(MATERIAL PROVIDED begins)
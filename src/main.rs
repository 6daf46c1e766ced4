mod cli;

use std::time::Duration;

use clap::Parser;
use tokio_util::sync::CancellationToken;
use tracing_subscriber::{layer::SubscriberExt, util::SubscriberInitExt};

use crate::cli::{Cli, Commands};

/// How long blocking work left over after a run may delay process exit
const SHUTDOWN_GRACE: Duration = Duration::from_secs(2);

fn main() -> anyhow::Result<()> {
    tracing_subscriber::registry()
        .with(
            tracing_subscriber::EnvFilter::try_from_default_env()
                .unwrap_or_else(|_| "code_auditor=info".into()),
        )
        .with(tracing_subscriber::fmt::layer().with_target(false).with_writer(std::io::stderr))
        .init();

    let cli = Cli::parse();
    cli::run_to_completion(SHUTDOWN_GRACE, run(cli))?
}

async fn run(cli: Cli) -> anyhow::Result<()> {
    let cancel = CancellationToken::new();
    let ctrl_c = cancel.clone();
    tokio::spawn(async move {
        if tokio::signal::ctrl_c().await.is_ok() {
            tracing::warn!("Interrupted, cancelling analysis");
            ctrl_c.cancel();
        }
    });

    match cli.command {
        Commands::Analyze { path, args, output, graph } => {
            cli::analyze(&path, &args, output.as_deref(), graph.as_deref(), cancel).await?;
        }
        Commands::Graph { path, args, output } => {
            cli::export_graph(&path, &args, output.as_deref(), cancel).await?;
        }
        Commands::Cycles { path, args, max_depth } => {
            cli::show_cycles(&path, &args, max_depth, cancel).await?;
        }
        Commands::ClearCache { path } => {
            cli::clear_cache(&path).await?;
        }
    }

    Ok(())
}
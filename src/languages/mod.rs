pub mod python;
pub mod typescript;

use std::collections::HashMap;
use std::path::Path;
use std::sync::Arc;

use once_cell::sync::OnceCell;
use tree_sitter::Query;

pub trait LanguageGrammar: Send + Sync {
    fn name(&self) -> &'static str;
    fn file_extensions(&self) -> &[&'static str];
    fn language(&self) -> tree_sitter::Language;

    /// Query capturing import specifiers as `@source`
    fn imports_query(&self) -> &str;

    /// Query capturing exported symbol names as `@name`
    fn exports_query(&self) -> &str;

    /// Get cached imports query (compiled once)
    fn cached_imports_query(&self) -> Option<&'static Query> {
        None
    }

    /// Get cached exports query (compiled once)
    fn cached_exports_query(&self) -> Option<&'static Query> {
        None
    }
}

/// Compiles `source` into `cell` on first use. A query that fails to compile
/// is logged once and reported as absent from then on.
pub(crate) fn cached_query(
    cell: &'static OnceCell<Option<Query>>,
    language: tree_sitter::Language,
    source: &str,
    label: &str,
) -> Option<&'static Query> {
    cell.get_or_init(|| match Query::new(&language, source) {
        Ok(query) => Some(query),
        Err(e) => {
            tracing::warn!("Invalid {} query: {}", label, e);
            None
        }
    })
    .as_ref()
}

pub struct LanguageRegistry {
    languages: HashMap<String, Arc<dyn LanguageGrammar>>,
    extension_map: HashMap<String, String>,
}

impl LanguageRegistry {
    pub fn new() -> Self {
        let mut registry = Self {
            languages: HashMap::new(),
            extension_map: HashMap::new(),
        };

        registry.register(Arc::new(typescript::TypeScriptGrammar));
        registry.register(Arc::new(typescript::TsxGrammar));
        registry.register(Arc::new(python::PythonGrammar));

        registry
    }

    pub fn register(&mut self, grammar: Arc<dyn LanguageGrammar>) {
        let name = grammar.name().to_string();
        for ext in grammar.file_extensions() {
            self.extension_map.insert(ext.to_string(), name.clone());
        }
        self.languages.insert(name, grammar);
    }

    pub fn get_by_name(&self, name: &str) -> Option<Arc<dyn LanguageGrammar>> {
        self.languages.get(name).cloned()
    }

    pub fn get_by_extension(&self, ext: &str) -> Option<Arc<dyn LanguageGrammar>> {
        self.extension_map
            .get(ext)
            .and_then(|name| self.languages.get(name))
            .cloned()
    }

    pub fn get_for_file(&self, path: &Path) -> Option<Arc<dyn LanguageGrammar>> {
        path.extension()
            .and_then(|ext| ext.to_str())
            .and_then(|ext| self.get_by_extension(ext))
    }
}

impl Default for LanguageRegistry {
    fn default() -> Self {
        Self::new()
    }
}

/// Extensions analyzed with the pattern-based fallback because no grammar
/// is registered for them.
pub const FALLBACK_EXTENSIONS: &[&str] = &["vue", "svelte", "astro"];

/// Returns true if the file is a source file the extractor understands,
/// either through a grammar or the pattern-based fallback.
pub fn is_source_file(registry: &LanguageRegistry, path: &Path) -> bool {
    if registry.get_for_file(path).is_some() {
        return true;
    }
    path.extension()
        .and_then(|ext| ext.to_str())
        .map(|ext| FALLBACK_EXTENSIONS.contains(&ext))
        .unwrap_or(false)
}
use std::ops::ControlFlow;
use std::sync::Arc;
use std::time::Instant;

use crate::error::{AuditError, Result};
use crate::languages::LanguageGrammar;

pub struct ParsedFile<'a> {
    pub tree: tree_sitter::Tree,
    pub source: &'a str,
    pub grammar: Arc<dyn LanguageGrammar>,
}

impl<'a> ParsedFile<'a> {
    pub fn root_node(&self) -> tree_sitter::Node<'_> {
        self.tree.root_node()
    }

    pub fn source_bytes(&self) -> &[u8] {
        self.source.as_bytes()
    }

    pub fn node_text(&self, node: &tree_sitter::Node) -> &str {
        node.utf8_text(self.source_bytes()).unwrap_or("")
    }

    pub fn language(&self) -> &'static str {
        self.grammar.name()
    }

    pub fn has_errors(&self) -> bool {
        self.root_node().has_error()
    }
}

/// Parses source text with the given grammar. A fresh tree-sitter parser is
/// created per call so that workers never share parser state.
pub fn parse_source(source: &str, grammar: Arc<dyn LanguageGrammar>) -> Result<ParsedFile<'_>> {
    parse_source_until(source, grammar, None)
}

/// Like [`parse_source`], but the parser stops at its next progress check
/// after `deadline` and the call fails with `AuditError::Timeout`.
pub fn parse_source_until(
    source: &str,
    grammar: Arc<dyn LanguageGrammar>,
    deadline: Option<Instant>,
) -> Result<ParsedFile<'_>> {
    let mut parser = tree_sitter::Parser::new();
    parser
        .set_language(&grammar.language())
        .map_err(|e| AuditError::Parse(e.to_string()))?;

    let bytes = source.as_bytes();
    let mut read = move |offset: usize, _: tree_sitter::Point| bytes.get(offset..).unwrap_or_default();
    let mut expired = false;
    let mut check_deadline = |_: &tree_sitter::ParseState| match deadline {
        Some(d) if Instant::now() >= d => {
            expired = true;
            ControlFlow::Break(())
        }
        _ => ControlFlow::Continue(()),
    };
    let options = tree_sitter::ParseOptions::new().progress_callback(&mut check_deadline);

    let tree = parser.parse_with_options(&mut read, None, Some(options));
    let tree = match tree {
        Some(tree) => tree,
        None if expired => {
            return Err(AuditError::Timeout(format!(
                "parse of {} bytes passed its deadline",
                source.len()
            )))
        }
        None => return Err(AuditError::Parse("Failed to parse source".to_string())),
    };

    Ok(ParsedFile {
        tree,
        source,
        grammar,
    })
}

#[cfg(test)]
mod tests {
    use super::*;
    use crate::languages::LanguageRegistry;

    #[test]
    fn test_parse_source_typescript() {
        let registry = LanguageRegistry::new();
        let grammar = registry.get_by_name("typescript").unwrap();

        let source = r#"
import { a } from "./a";
export function greet(name: string): string {
    return `Hello, ${name}!`;
}
"#;

        let parsed = parse_source(source, grammar).unwrap();
        assert_eq!(parsed.language(), "typescript");
        assert_eq!(parsed.root_node().kind(), "program");
        assert!(!parsed.has_errors());
    }

    #[test]
    fn test_parse_source_python() {
        let registry = LanguageRegistry::new();
        let grammar = registry.get_by_name("python").unwrap();

        let parsed = parse_source("def main():\n    pass\n", grammar).unwrap();
        assert_eq!(parsed.root_node().kind(), "module");
    }

    #[test]
    fn test_parse_source_empty() {
        let registry = LanguageRegistry::new();
        let grammar = registry.get_by_name("typescript").unwrap();

        let parsed = parse_source("", grammar).unwrap();
        assert_eq!(parsed.source, "");
        assert_eq!(parsed.root_node().child_count(), 0);
    }

    #[test]
    fn test_parsed_file_node_text() {
        let registry = LanguageRegistry::new();
        let grammar = registry.get_by_name("typescript").unwrap();

        let source = "const x = 1;";
        let parsed = parse_source(source, grammar).unwrap();
        let root = parsed.root_node();
        assert_eq!(parsed.node_text(&root), source);
    }

    #[test]
    fn test_parse_stops_at_deadline() {
        let registry = LanguageRegistry::new();
        let grammar = registry.get_by_name("typescript").unwrap();
        let source = "const x = call(a, b, c);\n".repeat(5_000);

        let result = parse_source_until(&source, Arc::clone(&grammar), Some(Instant::now()));
        assert!(matches!(result, Err(AuditError::Timeout(_))));

        let parsed = parse_source_until(&source, grammar, None).unwrap();
        assert!(!parsed.has_errors());
    }

    #[test]
    fn test_parse_broken_source_reports_errors() {
        let registry = LanguageRegistry::new();
        let grammar = registry.get_by_name("typescript").unwrap();

        let parsed = parse_source("function (((( {", grammar).unwrap();
        assert!(parsed.has_errors());
    }
}
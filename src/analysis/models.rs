use std::fmt;
use std::path::PathBuf;

use serde::{Deserialize, Serialize};

use crate::config::AnalysisDepth;

/// Category of a detected issue. Security and performance issues feed their
/// own scores; maintainability issues feed the maintainability score.
#[derive(Debug, Clone, Copy, PartialEq, Eq, Hash, Serialize, Deserialize)]
#[serde(rename_all = "lowercase")]
pub enum IssueType {
    Security,
    Performance,
    Maintainability,
    Complexity,
}

#[derive(Debug, Clone, Copy, PartialEq, Eq, Hash, PartialOrd, Ord, Serialize, Deserialize)]
#[serde(rename_all = "lowercase")]
pub enum Severity {
    Low,
    Medium,
    High,
    Critical,
}

impl Severity {
    /// Score penalty used by the security and performance formulas
    pub fn weight(&self) -> f64 {
        match self {
            Severity::Critical => 25.0,
            Severity::High => 15.0,
            Severity::Medium => 7.0,
            Severity::Low => 3.0,
        }
    }
}

impl fmt::Display for Severity {
    fn fmt(&self, f: &mut fmt::Formatter<'_>) -> fmt::Result {
        let s = match self {
            Severity::Low => "low",
            Severity::Medium => "medium",
            Severity::High => "high",
            Severity::Critical => "critical",
        };
        f.write_str(s)
    }
}

#[derive(Debug, Clone, PartialEq, Serialize, Deserialize)]
#[serde(rename_all = "camelCase")]
pub struct Issue {
    #[serde(rename = "type")]
    pub issue_type: IssueType,
    pub severity: Severity,
    /// 1-based line number
    pub line: usize,
    pub message: String,
    pub recommendation: String,
}

impl Issue {
    pub fn new(
        issue_type: IssueType,
        severity: Severity,
        line: usize,
        message: impl Into<String>,
        recommendation: impl Into<String>,
    ) -> Self {
        Self {
            issue_type,
            severity,
            line,
            message: message.into(),
            recommendation: recommendation.into(),
        }
    }
}

#[derive(Debug, Clone, Copy, PartialEq, Eq, Hash, PartialOrd, Ord, Default, Serialize, Deserialize)]
#[serde(rename_all = "lowercase")]
pub enum Priority {
    #[default]
    None,
    Low,
    Medium,
    High,
}

#[derive(Debug, Clone, Default, PartialEq, Serialize, Deserialize)]
#[serde(rename_all = "camelCase")]
pub struct LineMetrics {
    pub total_lines: usize,
    pub code_lines: usize,
    pub comment_lines: usize,
    pub blank_lines: usize,
    pub cyclomatic: usize,
    /// Deepest brace nesting reached on any line
    pub max_nesting: usize,
}

impl LineMetrics {
    pub fn comment_ratio(&self) -> f64 {
        self.comment_lines as f64 / self.code_lines.max(1) as f64
    }
}

#[derive(Debug, Clone, Copy, PartialEq, Serialize, Deserialize)]
#[serde(rename_all = "camelCase")]
pub struct Scores {
    pub complexity: f64,
    pub maintainability: f64,
    pub security: f64,
    pub performance: f64,
}

impl Default for Scores {
    fn default() -> Self {
        Self {
            complexity: 100.0,
            maintainability: 100.0,
            security: 100.0,
            performance: 100.0,
        }
    }
}

/// Raw facts about one file. Superseded, never mutated, when the file is
/// analyzed again.
#[derive(Debug, Clone, PartialEq, Serialize, Deserialize)]
#[serde(rename_all = "camelCase")]
pub struct FileRecord {
    pub path: PathBuf,
    pub relative_path: String,
    pub size: u64,
    /// Unix milliseconds
    pub modified: u64,
    pub imports: Vec<String>,
    pub exports: Vec<String>,
    pub content_hash: Option<String>,
}

/// Per-file result of the analysis, keyed by root-relative path in reports.
#[derive(Debug, Clone, PartialEq, Serialize, Deserialize)]
#[serde(rename_all = "camelCase")]
pub struct FileAnalysisReport {
    pub relative_path: String,
    /// Grammar used, or `None` when the pattern fallback was used
    pub language: Option<String>,
    pub size: u64,
    pub depth: AnalysisDepth,
    pub imports: Vec<String>,
    pub exports: Vec<String>,
    pub content_hash: Option<String>,
    pub issues: Vec<Issue>,
    pub metrics: LineMetrics,
    pub scores: Scores,
    pub requires_optimization: bool,
    pub optimization_priority: Priority,
}

/// A file that could not be analyzed. Counted, never averaged.
#[derive(Debug, Clone, PartialEq, Eq, Serialize, Deserialize)]
#[serde(rename_all = "camelCase")]
pub struct FileError {
    pub file_path: String,
    pub message: String,
}

impl FileError {
    pub fn new(file_path: impl Into<String>, message: impl Into<String>) -> Self {
        Self {
            file_path: file_path.into(),
            message: message.into(),
        }
    }
}

/// What a worker hands back for one successfully analyzed file
#[derive(Debug, Clone)]
pub struct FileAnalysis {
    pub record: FileRecord,
    pub report: FileAnalysisReport,
}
(MATERIAL PROVIDED ends)
* [ACTION ITEM]:
Give back every line from the beginning of the records through the line holding "let ctrl_c = cancel.clone();", exactly as it reads, and leave out the rest.

* [REPLY]:
filename src/main.rs
repository 6daf46c1e766ced4
mod cli;

use std::time::Duration;

use clap::Parser;
use tokio_util::sync::CancellationToken;
use tracing_subscriber::{layer::SubscriberExt, util::SubscriberInitExt};

use crate::cli::{Cli, Commands};

/// How long blocking work left over after a run may delay process exit
const SHUTDOWN_GRACE: Duration = Duration::from_secs(2);

fn main() -> anyhow::Result<()> {
    tracing_subscriber::registry()
        .with(
            tracing_subscriber::EnvFilter::try_from_default_env()
                .unwrap_or_else(|_| "code_auditor=info".into()),
        )
        .with(tracing_subscriber::fmt::layer().with_target(false).with_writer(std::io::stderr))
        .init();

    let cli = Cli::parse();
    cli::run_to_completion(SHUTDOWN_GRACE, run(cli))?
}

async fn run(cli: Cli) -> anyhow::Result<()> {
    let cancel = CancellationToken::new();
    let ctrl_c = cancel.clone();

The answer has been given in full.